Minister of Oceans and Fisheries
- Incumbent
- Assumed office 25 March 2026
- President: Lee Jae Myung
- Preceded by: Chun Jae-soo

Personal details
- Born: 1967 (age 58–59) Busan, South Korea
- Alma mater: Seoul National University

= Hwang Jong-woo =

South Korean politician (born 1967)

Hwang Jong-woo (born 1967) is a South Korean politician who has served as the minister of oceans and fisheries since 2026.

== Biography ==
Hwang was born in Busan in 1967. He graduated with a bachelor's degree in law and a master's degree in public administration from Seoul National University. Hwang served in the Roh Moo-hyun and Moon Jae-in administrations. Hwang also held several director positions at the Ministry of Land, Transport, and Maritime affairs and Ministry of Oceans and Fisheries.

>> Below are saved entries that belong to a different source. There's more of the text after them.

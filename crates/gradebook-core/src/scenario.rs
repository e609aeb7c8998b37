//! The scripted gradebook scenario.
//!
//! Two students, two reviewers and two lecturers split across a frontend and a
//! backend track. Students rate lectures, reviewers grade homework and courses
//! are finished along the way. The final state feeds [`ScenarioReport`].

use rand::Rng;
use tracing::info;

use crate::config::GradebookConfig;
use crate::error::ValidationError;
use crate::generator::PersonGenerator;
use crate::model::{Lecturer, ParticipantRef, Reviewer, Student};
use crate::report::ScenarioReport;

pub const FRONTEND_COURSES: &[&str] = &["HTML", "CSS", "Javascript", "GIT"];
pub const BACKEND_COURSES: &[&str] = &["Python", "SQL", "GIT"];

/// Everybody taking part in the scenario.
#[derive(Debug, Clone)]
pub struct Cohort {
    pub student_frontend: Student,
    pub student_backend: Student,
    pub reviewer_frontend: Reviewer,
    pub reviewer_backend: Reviewer,
    pub lecturer_frontend: Lecturer,
    pub lecturer_backend: Lecturer,
}

impl Cohort {
    /// Enroll students and hire staff for both tracks.
    pub fn enroll<R: Rng>(generator: &mut PersonGenerator<R>) -> Self {
        let mut student_frontend = Student::new(generator.next_person());
        let mut student_backend = Student::new(generator.next_person());
        for course in FRONTEND_COURSES {
            student_frontend.enroll(course);
        }
        for course in BACKEND_COURSES {
            student_backend.enroll(course);
        }

        let mut reviewer_frontend = Reviewer::new(generator.next_person());
        let mut reviewer_backend = Reviewer::new(generator.next_person());
        let mut lecturer_frontend = Lecturer::new(generator.next_person());
        let mut lecturer_backend = Lecturer::new(generator.next_person());
        for course in FRONTEND_COURSES {
            reviewer_frontend.mentor.attach(course);
            lecturer_frontend.mentor.attach(course);
        }
        for course in BACKEND_COURSES {
            reviewer_backend.mentor.attach(course);
            lecturer_backend.mentor.attach(course);
        }

        Self {
            student_frontend,
            student_backend,
            reviewer_frontend,
            reviewer_backend,
            lecturer_frontend,
            lecturer_backend,
        }
    }

    pub fn students(&self) -> [&Student; 2] {
        [&self.student_frontend, &self.student_backend]
    }

    pub fn lecturers(&self) -> [&Lecturer; 2] {
        [&self.lecturer_frontend, &self.lecturer_backend]
    }

    pub fn participants(&self) -> Vec<ParticipantRef<'_>> {
        vec![
            ParticipantRef::from(&self.student_frontend),
            ParticipantRef::from(&self.student_backend),
            ParticipantRef::from(&self.reviewer_frontend),
            ParticipantRef::from(&self.reviewer_backend),
            ParticipantRef::from(&self.lecturer_frontend),
            ParticipantRef::from(&self.lecturer_backend),
        ]
    }

    /// Students rate the lectures they attended.
    pub fn rate_lectures<R: Rng>(
        &mut self,
        generator: &mut PersonGenerator<R>,
    ) -> Result<(), ValidationError> {
        let front = &self.student_frontend;
        front.rate_lecture(&mut self.lecturer_frontend, "HTML", generator.grade())?;
        front.rate_lecture(&mut self.lecturer_frontend, "Javascript", generator.grade())?;
        front.rate_lecture(&mut self.lecturer_backend, "GIT", generator.grade())?;

        let back = &self.student_backend;
        back.rate_lecture(&mut self.lecturer_backend, "Python", generator.grade())?;
        back.rate_lecture(&mut self.lecturer_backend, "SQL", generator.grade())?;
        back.rate_lecture(&mut self.lecturer_frontend, "GIT", generator.grade())?;
        Ok(())
    }

    /// Reviewers grade homework; each course is finished once graded.
    pub fn grade_homework<R: Rng>(
        &mut self,
        generator: &mut PersonGenerator<R>,
    ) -> Result<(), ValidationError> {
        let front = &mut self.student_frontend;
        let back = &mut self.student_backend;
        let (rf, rb) = (&self.reviewer_frontend, &self.reviewer_backend);

        rf.rate_homework(&mut *front, "HTML", generator.grade())?;
        front.finish_course("HTML");
        rf.rate_homework(&mut *front, "Javascript", generator.grade())?;
        front.finish_course("Javascript");
        rf.rate_homework(&mut *front, "GIT", generator.grade())?;
        rb.rate_homework(&mut *front, "GIT", generator.grade())?;
        front.finish_course("GIT");

        rb.rate_homework(&mut *back, "Python", generator.grade())?;
        back.finish_course("Python");
        rb.rate_homework(&mut *back, "GIT", generator.grade())?;
        rf.rate_homework(&mut *back, "GIT", generator.grade())?;
        back.finish_course("GIT");
        Ok(())
    }
}

/// Runs the full script against a configuration.
#[derive(Debug, Clone, Default)]
pub struct Scenario {
    config: GradebookConfig,
}

/// Final cohort state and the report built from it.
#[derive(Debug, Clone)]
pub struct Outcome {
    pub cohort: Cohort,
    pub report: ScenarioReport,
}

impl Scenario {
    pub fn new(config: GradebookConfig) -> Self {
        Self { config }
    }

    pub fn run<R: Rng>(
        &self,
        generator: &mut PersonGenerator<R>,
    ) -> Result<Outcome, ValidationError> {
        info!(course = %self.config.report_course, "starting gradebook scenario");

        let mut cohort = Cohort::enroll(generator);
        cohort.rate_lectures(generator)?;
        cohort.grade_homework(generator)?;

        let report = ScenarioReport::build(&cohort, &self.config)?;
        info!(
            lecture_average = report.lecture_average,
            homework_average = report.homework_average,
            "scenario complete"
        );
        Ok(Outcome { cohort, report })
    }
}

#[cfg(test)]
mod tests {
    use super::*;
    use crate::grading::Gradeable;

    fn run(seed: u64) -> Outcome {
        Scenario::default()
            .run(&mut PersonGenerator::seeded(seed))
            .unwrap()
    }

    #[test]
    fn script_finishes_expected_courses() {
        let outcome = run(1);
        let cohort = &outcome.cohort;
        assert_eq!(
            cohort.student_frontend.finished_courses,
            vec!["HTML", "Javascript", "GIT"]
        );
        assert_eq!(cohort.student_frontend.courses_in_progress, vec!["CSS"]);
        assert_eq!(cohort.student_backend.finished_courses, vec!["Python", "GIT"]);
        assert_eq!(cohort.student_backend.courses_in_progress, vec!["SQL"]);
    }

    #[test]
    fn grades_land_on_the_rated_party() {
        let outcome = run(2);
        let cohort = &outcome.cohort;

        assert_eq!(cohort.student_frontend.grades.grades_for("GIT").map(<[u8]>::len), Some(2));
        assert_eq!(cohort.student_backend.grades.grades_for("GIT").map(<[u8]>::len), Some(2));
        assert!(cohort.student_backend.grades.grades_for("SQL").is_none());

        let front_courses: Vec<&str> = cohort.lecturer_frontend.grades.courses().collect();
        assert_eq!(front_courses, vec!["GIT", "HTML", "Javascript"]);
        let back_courses: Vec<&str> = cohort.lecturer_backend.grades.courses().collect();
        assert_eq!(back_courses, vec!["GIT", "Python", "SQL"]);
    }

    #[test]
    fn every_grade_is_in_range() {
        let outcome = run(3);
        for student in outcome.cohort.students() {
            for (_, grades) in student.grades().iter() {
                assert!(grades.iter().all(|g| (1..=10).contains(g)));
            }
        }
        for lecturer in outcome.cohort.lecturers() {
            assert!(lecturer.average_grade(None).is_some());
        }
    }

    #[test]
    fn same_seed_same_outcome() {
        let a = run(99);
        let b = run(99);
        assert_eq!(
            a.report.render_text(40),
            b.report.render_text(40),
        );
    }

    #[test]
    fn cohort_lists_all_participants() {
        let outcome = run(4);
        assert_eq!(outcome.cohort.participants().len(), 6);
    }
}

On March 2, 2026, Hwang was nominated Ocean Minister. Before becoming the Minster of Oceans and Fisheries, Hwang served as chair of the Korea Maritime Cooperation Center's international cooperation committee. According to Hwang, the Ministry is attempting to turn South Korea's southeastern region into a maritime center to prepare for the expansion of Arctic shipping routes. Hwang opposed Iranian fees in the Strait of Hormuz because he saw it as a violation of international law.